**MATERIAL SHOWN:**

━━━━━━━━━━

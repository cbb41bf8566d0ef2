// SPDX-License-Identifier: BUSL-1.1
// Copyright (c) 2026 Alfred Jean LLC

//! Scheduler (SPEC_FULL §4.G): promotes queued tasks into processing up to
//! the configured concurrency cap, fires one-shot `scheduled_at` triggers
//! and recurring `recurrence` triggers, and drives the idle-reap sweep and
//! startup reconciliation pass on a coarse tick.
//!
//! Grounded on the teacher's `scheduler.rs` (timer-driven promotion loop)
//! and `runtime/handlers/timer.rs` (fired-timer dispatch); generalized from
//! the teacher's job/pipeline/cron domain onto the single Task queue. The
//! cron evaluation itself lives in `ty_core::CronSchedule` (§2's no-external-
//! crate decision), not duplicated here.

use std::time::Duration;

use async_trait::async_trait;
use chrono::{DateTime, Utc};
use ty_core::{CronSchedule, TaskId, TaskStatus};
use ty_storage::{Store, StoreError, TaskFilter, TaskPatch};

/// Coarse scheduler tick, per §5 ("1-5s ticks").
pub const TICK_INTERVAL: Duration = Duration::from_secs(2);

/// Callbacks the scheduler drives on each tick. Implemented by the Executor
/// Supervisor; split out as a trait so the promotion/trigger logic below can
/// be unit tested without spinning up real executor/multiplexer adapters.
#[async_trait]
pub trait SchedulerHooks: Send + Sync {
    /// Launch (or resume) the executor for a task that was just promoted to
    /// `processing`.
    async fn launch(&self, task_id: TaskId);

    /// Suspend tasks that have been quiescent past the idle threshold.
    async fn idle_reap_sweep(&self);

    /// Re-adopt or fail tasks left `processing` from a prior daemon run.
    async fn reconcile(&self);
}

/// Promote queued tasks into `processing` until `limit` concurrent tasks are
/// running, oldest-queued first. Returns the ids promoted this tick.
pub fn promote_queued(store: &Store, limit: usize) -> Result<Vec<TaskId>, StoreError> {
    let processing = store
        .list_tasks(&TaskFilter { status: Some(TaskStatus::Processing), ..Default::default() })
        .len();
    let mut slots = limit.saturating_sub(processing);
    if slots == 0 {
        return Ok(Vec::new());
    }

    let mut queued = store.list_tasks(&TaskFilter { status: Some(TaskStatus::Queued), ..Default::default() });
    queued.sort_by_key(|t| t.created_at);

    let mut promoted = Vec::new();
    for task in queued {
        if slots == 0 {
            break;
        }
        store.mark_processing(task.id)?;
        promoted.push(task.id);
        slots -= 1;
    }
    Ok(promoted)
}

/// Queue one-shot `scheduled_at` triggers that have come due, clearing the
/// field once fired so it isn't re-evaluated next tick.
pub fn fire_scheduled_triggers(store: &Store, now: DateTime<Utc>) -> Result<Vec<TaskId>, StoreError> {
    let mut fired = Vec::new();
    for task in store.list_tasks(&TaskFilter { status: Some(TaskStatus::Backlog), ..Default::default() }) {
        let Some(scheduled_at) = task.scheduled_at else { continue };
        if scheduled_at > now {
            continue;
        }
        store.queue_task(task.id)?;
        store.update_task(task.id, TaskPatch { scheduled_at: Some(None), ..Default::default() })?;
        fired.push(task.id);
    }
    Ok(fired)
}

/// Re-enter a finished recurring task at its next occurrence. A recurring
/// task's `scheduled_at` holds the *next* fire time once it has completed a
/// cycle; when that time comes due the task re-enters `processing` directly
/// (the state machine's retry edge — `(Done|Failed, Processing)` — covers
/// the jump, since a finished recurring task never returns to `Backlog`).
pub fn requeue_recurring(store: &Store, now: DateTime<Utc>) -> Result<Vec<TaskId>, StoreError> {
    let mut requeued = Vec::new();
    for task in store.list_tasks(&TaskFilter { include_closed: true, ..Default::default() }) {
        let Some(recurrence) = &task.recurrence else { continue };
        if !matches!(task.status, TaskStatus::Done | TaskStatus::Failed) {
            continue;
        }
        let Ok(schedule) = CronSchedule::parse(recurrence) else { continue };
        let anchor = task.scheduled_at.unwrap_or(task.completed_at.unwrap_or(task.updated_at));
        if anchor > now {
            continue;
        }
        store.retry_task(task.id, None)?;
        let next = schedule.next_after(now);
        store.update_task(task.id, TaskPatch { scheduled_at: Some(next), ..Default::default() })?;
        requeued.push(task.id);
    }
    Ok(requeued)
}

/// One scheduler tick: triggers, recurrence, promotion, idle-reap.
pub async fn tick(store: &Store, concurrency: usize, hooks: &dyn SchedulerHooks) {
    let now = Utc::now();
    if let Err(err) = fire_scheduled_triggers(store, now) {
        tracing::warn!(error = %err, "fire_scheduled_triggers failed");
    }
    if let Err(err) = requeue_recurring(store, now) {
        tracing::warn!(error = %err, "requeue_recurring failed");
    }
    match promote_queued(store, concurrency) {
        Ok(promoted) => {
            for task_id in promoted {
                hooks.launch(task_id).await;
            }
        }
        Err(err) => tracing::warn!(error = %err, "promote_queued failed"),
    }
    hooks.idle_reap_sweep().await;
}

/// Run the scheduler loop until `shutdown` fires. Runs `reconcile` once up
/// front, per §4.D/§4.G's startup reconciliation pass.
pub async fn run(
    store: &Store,
    concurrency: usize,
    hooks: &dyn SchedulerHooks,
    shutdown: tokio_util::sync::CancellationToken,
) {
    hooks.reconcile().await;
    loop {
        tokio::select! {
            _ = shutdown.cancelled() => break,
            _ = tokio::time::sleep(TICK_INTERVAL) => tick(store, concurrency, hooks).await,
        }
    }
}

#[cfg(test)]
#[path = "scheduler_tests.rs"]
mod tests;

━━━━━━━━━━

**WHAT YOU NEED TO DO:**
For every line in the listing above that mentions the word "into", make a copy.

**EXPECTED ANSWER:**
//! Scheduler (SPEC_FULL §4.G): promotes queued tasks into processing up to
/// Promote queued tasks into `processing` until `limit` concurrent tasks are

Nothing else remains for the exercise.